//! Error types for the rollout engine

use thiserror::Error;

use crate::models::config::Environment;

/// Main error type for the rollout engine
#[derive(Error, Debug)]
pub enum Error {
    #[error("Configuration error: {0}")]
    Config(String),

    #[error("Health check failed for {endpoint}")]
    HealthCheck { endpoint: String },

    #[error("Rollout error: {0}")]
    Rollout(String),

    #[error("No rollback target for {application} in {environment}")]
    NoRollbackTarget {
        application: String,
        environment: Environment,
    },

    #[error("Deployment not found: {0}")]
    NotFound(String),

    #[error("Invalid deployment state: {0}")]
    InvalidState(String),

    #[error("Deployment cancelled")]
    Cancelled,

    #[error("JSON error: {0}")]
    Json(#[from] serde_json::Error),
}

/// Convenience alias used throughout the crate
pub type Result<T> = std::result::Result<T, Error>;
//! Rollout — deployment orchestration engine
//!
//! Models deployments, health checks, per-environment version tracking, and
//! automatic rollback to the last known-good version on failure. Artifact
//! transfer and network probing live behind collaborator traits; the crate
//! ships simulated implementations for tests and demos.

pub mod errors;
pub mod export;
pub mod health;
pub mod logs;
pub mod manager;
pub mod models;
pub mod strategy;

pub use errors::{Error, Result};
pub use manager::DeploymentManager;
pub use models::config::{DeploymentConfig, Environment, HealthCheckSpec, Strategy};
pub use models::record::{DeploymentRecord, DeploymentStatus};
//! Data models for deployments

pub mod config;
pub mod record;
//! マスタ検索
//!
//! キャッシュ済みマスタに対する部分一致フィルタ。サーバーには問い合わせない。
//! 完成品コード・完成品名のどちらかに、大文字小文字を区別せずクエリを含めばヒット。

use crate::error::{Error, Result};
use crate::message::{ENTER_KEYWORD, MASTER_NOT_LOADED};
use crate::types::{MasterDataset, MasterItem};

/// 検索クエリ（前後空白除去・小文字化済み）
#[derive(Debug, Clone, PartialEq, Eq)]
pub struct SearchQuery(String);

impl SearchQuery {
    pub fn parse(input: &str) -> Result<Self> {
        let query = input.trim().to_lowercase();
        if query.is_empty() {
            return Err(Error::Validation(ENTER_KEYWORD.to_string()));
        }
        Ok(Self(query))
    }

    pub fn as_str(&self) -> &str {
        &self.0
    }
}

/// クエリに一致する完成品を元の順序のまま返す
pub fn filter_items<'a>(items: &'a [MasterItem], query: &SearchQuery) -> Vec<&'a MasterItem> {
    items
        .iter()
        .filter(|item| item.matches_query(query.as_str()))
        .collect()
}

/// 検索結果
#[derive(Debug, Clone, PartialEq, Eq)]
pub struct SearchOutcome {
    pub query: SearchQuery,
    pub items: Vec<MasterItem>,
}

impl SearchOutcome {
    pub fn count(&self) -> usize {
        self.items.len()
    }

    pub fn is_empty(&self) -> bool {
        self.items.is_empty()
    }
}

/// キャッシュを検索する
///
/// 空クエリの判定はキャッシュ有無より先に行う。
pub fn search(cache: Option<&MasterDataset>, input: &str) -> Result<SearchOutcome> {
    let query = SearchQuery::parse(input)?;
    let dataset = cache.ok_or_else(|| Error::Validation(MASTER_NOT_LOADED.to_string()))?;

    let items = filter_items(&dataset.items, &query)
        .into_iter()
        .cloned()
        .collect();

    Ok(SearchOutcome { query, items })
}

=====

→ **What you are asked to do**
This exercise calls for the lines from the one holding "let query = SearchQuery::parse(input)?;" through the end of the entries, transcribed exactly and with nothing more.

→ **Reply to the exercise**
    let query = SearchQuery::parse(input)?;
    let dataset = cache.ok_or_else(|| Error::Validation(MASTER_NOT_LOADED.to_string()))?;

    let items = filter_items(&dataset.items, &query)
        .into_iter()
        .cloned()
        .collect();

    Ok(SearchOutcome { query, items })
}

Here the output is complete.